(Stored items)
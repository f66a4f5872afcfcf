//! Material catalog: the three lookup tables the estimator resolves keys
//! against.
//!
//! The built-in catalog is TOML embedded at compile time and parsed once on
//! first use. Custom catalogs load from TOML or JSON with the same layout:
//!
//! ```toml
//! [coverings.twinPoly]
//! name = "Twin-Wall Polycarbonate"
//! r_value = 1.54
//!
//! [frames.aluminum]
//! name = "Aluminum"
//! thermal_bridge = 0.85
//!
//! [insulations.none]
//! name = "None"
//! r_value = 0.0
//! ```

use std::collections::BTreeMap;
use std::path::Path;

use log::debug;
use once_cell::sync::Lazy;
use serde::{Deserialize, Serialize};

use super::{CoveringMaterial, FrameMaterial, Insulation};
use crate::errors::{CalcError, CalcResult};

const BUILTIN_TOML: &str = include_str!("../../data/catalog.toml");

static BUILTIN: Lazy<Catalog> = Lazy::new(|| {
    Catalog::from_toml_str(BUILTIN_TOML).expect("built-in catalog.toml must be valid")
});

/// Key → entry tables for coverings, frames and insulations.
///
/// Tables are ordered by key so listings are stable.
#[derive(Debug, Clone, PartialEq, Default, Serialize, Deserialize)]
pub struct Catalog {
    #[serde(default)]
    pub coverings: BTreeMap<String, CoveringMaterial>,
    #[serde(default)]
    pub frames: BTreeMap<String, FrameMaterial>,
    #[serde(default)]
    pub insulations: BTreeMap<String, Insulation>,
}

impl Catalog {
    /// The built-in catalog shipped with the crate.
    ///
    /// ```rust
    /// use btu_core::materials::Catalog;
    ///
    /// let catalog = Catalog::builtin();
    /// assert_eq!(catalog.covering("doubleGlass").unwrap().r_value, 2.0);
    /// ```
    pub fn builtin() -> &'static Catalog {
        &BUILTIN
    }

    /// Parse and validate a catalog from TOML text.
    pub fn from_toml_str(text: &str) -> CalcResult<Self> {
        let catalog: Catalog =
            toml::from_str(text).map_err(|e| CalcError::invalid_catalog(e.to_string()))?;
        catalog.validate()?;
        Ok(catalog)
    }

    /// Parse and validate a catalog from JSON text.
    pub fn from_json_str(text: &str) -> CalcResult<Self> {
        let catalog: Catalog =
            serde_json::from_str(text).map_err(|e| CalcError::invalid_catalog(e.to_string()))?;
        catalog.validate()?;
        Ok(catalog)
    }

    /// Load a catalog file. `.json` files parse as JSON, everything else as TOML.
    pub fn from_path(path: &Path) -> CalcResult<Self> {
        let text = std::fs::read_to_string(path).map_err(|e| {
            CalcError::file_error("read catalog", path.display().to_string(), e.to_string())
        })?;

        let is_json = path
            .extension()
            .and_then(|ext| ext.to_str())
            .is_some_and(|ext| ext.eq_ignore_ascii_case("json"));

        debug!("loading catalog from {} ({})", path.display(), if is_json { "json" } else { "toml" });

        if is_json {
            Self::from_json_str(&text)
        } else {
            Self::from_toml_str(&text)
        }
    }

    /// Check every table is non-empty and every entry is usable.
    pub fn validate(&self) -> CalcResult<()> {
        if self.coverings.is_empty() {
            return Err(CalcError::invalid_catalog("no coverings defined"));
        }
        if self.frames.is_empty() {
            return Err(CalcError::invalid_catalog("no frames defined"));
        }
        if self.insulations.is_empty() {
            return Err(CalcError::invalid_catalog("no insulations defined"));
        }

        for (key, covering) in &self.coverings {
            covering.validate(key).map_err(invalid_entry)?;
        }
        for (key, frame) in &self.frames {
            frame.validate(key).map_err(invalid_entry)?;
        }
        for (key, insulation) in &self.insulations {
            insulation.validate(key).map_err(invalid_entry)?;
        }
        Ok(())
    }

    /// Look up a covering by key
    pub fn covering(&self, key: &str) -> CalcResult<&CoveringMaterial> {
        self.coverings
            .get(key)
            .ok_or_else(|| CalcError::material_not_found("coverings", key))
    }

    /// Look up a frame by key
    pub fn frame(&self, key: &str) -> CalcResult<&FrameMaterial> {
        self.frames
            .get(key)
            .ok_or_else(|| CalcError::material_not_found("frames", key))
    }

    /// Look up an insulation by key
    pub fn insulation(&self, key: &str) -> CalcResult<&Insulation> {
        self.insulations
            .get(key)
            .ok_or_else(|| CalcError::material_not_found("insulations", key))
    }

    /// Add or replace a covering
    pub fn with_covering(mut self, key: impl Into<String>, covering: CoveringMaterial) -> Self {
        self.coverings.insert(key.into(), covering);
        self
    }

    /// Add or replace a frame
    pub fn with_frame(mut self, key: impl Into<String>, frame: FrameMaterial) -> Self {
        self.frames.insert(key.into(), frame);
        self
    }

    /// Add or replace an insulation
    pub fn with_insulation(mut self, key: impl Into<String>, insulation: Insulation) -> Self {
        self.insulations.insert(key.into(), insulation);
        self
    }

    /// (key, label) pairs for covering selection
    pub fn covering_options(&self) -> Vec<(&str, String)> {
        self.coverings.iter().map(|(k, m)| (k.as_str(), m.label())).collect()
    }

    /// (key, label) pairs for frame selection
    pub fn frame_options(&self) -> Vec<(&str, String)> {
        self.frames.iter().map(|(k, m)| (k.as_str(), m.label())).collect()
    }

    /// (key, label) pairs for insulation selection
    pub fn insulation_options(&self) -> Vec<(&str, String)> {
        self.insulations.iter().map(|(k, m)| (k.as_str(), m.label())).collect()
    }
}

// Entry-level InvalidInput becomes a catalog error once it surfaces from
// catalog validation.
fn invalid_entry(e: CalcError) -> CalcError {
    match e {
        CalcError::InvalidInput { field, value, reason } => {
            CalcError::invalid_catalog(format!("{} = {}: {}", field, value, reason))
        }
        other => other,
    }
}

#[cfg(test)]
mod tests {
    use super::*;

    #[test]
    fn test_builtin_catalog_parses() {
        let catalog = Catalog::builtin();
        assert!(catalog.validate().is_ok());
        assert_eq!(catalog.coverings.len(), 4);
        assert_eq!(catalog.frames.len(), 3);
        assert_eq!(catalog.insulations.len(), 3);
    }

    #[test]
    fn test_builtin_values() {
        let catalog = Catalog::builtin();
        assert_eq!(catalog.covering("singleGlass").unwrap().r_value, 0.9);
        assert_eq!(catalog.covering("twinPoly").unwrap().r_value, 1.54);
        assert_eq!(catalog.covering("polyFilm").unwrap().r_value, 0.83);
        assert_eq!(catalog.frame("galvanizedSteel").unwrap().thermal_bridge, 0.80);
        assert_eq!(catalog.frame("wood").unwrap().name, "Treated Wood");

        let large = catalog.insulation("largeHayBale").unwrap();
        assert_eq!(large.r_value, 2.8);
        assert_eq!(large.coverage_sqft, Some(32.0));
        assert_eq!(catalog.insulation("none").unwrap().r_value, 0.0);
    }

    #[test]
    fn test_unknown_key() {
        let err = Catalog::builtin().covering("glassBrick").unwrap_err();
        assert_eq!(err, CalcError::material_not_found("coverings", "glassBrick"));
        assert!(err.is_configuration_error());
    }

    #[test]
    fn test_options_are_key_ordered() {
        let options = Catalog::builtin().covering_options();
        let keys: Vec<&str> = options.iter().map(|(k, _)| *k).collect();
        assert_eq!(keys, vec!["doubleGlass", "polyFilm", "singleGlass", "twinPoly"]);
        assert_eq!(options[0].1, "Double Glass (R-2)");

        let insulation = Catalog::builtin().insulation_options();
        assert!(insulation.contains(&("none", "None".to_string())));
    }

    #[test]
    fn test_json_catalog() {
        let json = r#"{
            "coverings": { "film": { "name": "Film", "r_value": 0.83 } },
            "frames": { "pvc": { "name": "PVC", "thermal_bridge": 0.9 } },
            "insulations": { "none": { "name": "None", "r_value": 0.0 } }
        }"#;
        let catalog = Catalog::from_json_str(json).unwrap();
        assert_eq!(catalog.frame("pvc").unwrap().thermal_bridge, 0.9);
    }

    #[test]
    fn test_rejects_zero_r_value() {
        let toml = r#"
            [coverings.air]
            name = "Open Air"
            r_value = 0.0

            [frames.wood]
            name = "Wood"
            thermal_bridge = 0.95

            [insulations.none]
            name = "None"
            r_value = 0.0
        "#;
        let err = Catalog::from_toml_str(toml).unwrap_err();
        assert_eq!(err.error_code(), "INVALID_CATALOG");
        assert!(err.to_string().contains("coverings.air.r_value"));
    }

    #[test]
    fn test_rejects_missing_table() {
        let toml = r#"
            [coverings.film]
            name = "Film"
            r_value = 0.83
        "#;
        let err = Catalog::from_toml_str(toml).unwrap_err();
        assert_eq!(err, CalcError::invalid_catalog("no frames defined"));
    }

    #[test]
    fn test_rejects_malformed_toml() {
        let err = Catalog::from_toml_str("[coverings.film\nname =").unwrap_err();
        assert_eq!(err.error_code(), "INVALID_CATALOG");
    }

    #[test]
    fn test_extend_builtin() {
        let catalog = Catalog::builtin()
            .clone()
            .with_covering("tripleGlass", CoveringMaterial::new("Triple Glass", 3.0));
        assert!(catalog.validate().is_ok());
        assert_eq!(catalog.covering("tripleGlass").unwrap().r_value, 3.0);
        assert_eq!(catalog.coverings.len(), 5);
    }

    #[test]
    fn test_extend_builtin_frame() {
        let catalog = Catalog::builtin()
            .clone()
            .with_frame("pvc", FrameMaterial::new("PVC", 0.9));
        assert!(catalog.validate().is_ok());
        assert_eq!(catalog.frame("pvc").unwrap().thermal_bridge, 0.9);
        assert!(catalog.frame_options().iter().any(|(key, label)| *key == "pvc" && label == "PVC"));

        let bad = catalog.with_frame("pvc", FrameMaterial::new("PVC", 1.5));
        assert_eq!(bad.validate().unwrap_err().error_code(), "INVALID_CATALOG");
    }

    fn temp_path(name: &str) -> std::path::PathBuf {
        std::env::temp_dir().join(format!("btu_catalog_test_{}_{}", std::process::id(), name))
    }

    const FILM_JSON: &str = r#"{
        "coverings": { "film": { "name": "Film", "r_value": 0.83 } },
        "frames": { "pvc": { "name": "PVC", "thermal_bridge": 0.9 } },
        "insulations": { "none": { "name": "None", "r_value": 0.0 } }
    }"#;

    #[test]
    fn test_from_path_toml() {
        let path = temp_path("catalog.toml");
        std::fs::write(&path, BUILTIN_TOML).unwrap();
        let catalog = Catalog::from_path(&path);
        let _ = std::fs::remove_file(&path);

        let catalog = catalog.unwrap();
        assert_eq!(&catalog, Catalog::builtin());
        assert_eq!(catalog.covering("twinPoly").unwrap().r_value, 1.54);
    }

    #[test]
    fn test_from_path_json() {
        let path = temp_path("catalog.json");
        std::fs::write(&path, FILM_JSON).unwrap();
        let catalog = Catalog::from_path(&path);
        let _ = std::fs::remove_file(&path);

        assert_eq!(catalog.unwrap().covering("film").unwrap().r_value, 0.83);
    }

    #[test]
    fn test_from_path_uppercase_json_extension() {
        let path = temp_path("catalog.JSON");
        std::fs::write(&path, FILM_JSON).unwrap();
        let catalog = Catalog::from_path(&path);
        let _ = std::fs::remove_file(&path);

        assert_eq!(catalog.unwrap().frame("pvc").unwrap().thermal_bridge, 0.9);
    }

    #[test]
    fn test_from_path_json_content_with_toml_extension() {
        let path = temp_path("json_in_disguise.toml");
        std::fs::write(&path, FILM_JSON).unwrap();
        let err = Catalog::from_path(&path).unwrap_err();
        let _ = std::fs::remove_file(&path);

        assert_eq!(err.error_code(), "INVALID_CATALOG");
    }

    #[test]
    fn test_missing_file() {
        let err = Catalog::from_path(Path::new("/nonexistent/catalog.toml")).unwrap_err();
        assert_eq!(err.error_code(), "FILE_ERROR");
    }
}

=== Work request ===
Only the lines above from the line with "listings are stable." to the line with "else as TOML.", those two lines included, should be reproduced exactly.

=== Answer to this task ===
/// Tables are ordered by key so listings are stable.
#[derive(Debug, Clone, PartialEq, Default, Serialize, Deserialize)]
pub struct Catalog {
    #[serde(default)]
    pub coverings: BTreeMap<String, CoveringMaterial>,
    #[serde(default)]
    pub frames: BTreeMap<String, FrameMaterial>,
    #[serde(default)]
    pub insulations: BTreeMap<String, Insulation>,
}

impl Catalog {
    /// The built-in catalog shipped with the crate.
    ///
    /// ```rust
    /// use btu_core::materials::Catalog;
    ///
    /// let catalog = Catalog::builtin();
    /// assert_eq!(catalog.covering("doubleGlass").unwrap().r_value, 2.0);
    /// ```
    pub fn builtin() -> &'static Catalog {
        &BUILTIN
    }

    /// Parse and validate a catalog from TOML text.
    pub fn from_toml_str(text: &str) -> CalcResult<Self> {
        let catalog: Catalog =
            toml::from_str(text).map_err(|e| CalcError::invalid_catalog(e.to_string()))?;
        catalog.validate()?;
        Ok(catalog)
    }

    /// Parse and validate a catalog from JSON text.
    pub fn from_json_str(text: &str) -> CalcResult<Self> {
        let catalog: Catalog =
            serde_json::from_str(text).map_err(|e| CalcError::invalid_catalog(e.to_string()))?;
        catalog.validate()?;
        Ok(catalog)
    }

    /// Load a catalog file. `.json` files parse as JSON, everything else as TOML.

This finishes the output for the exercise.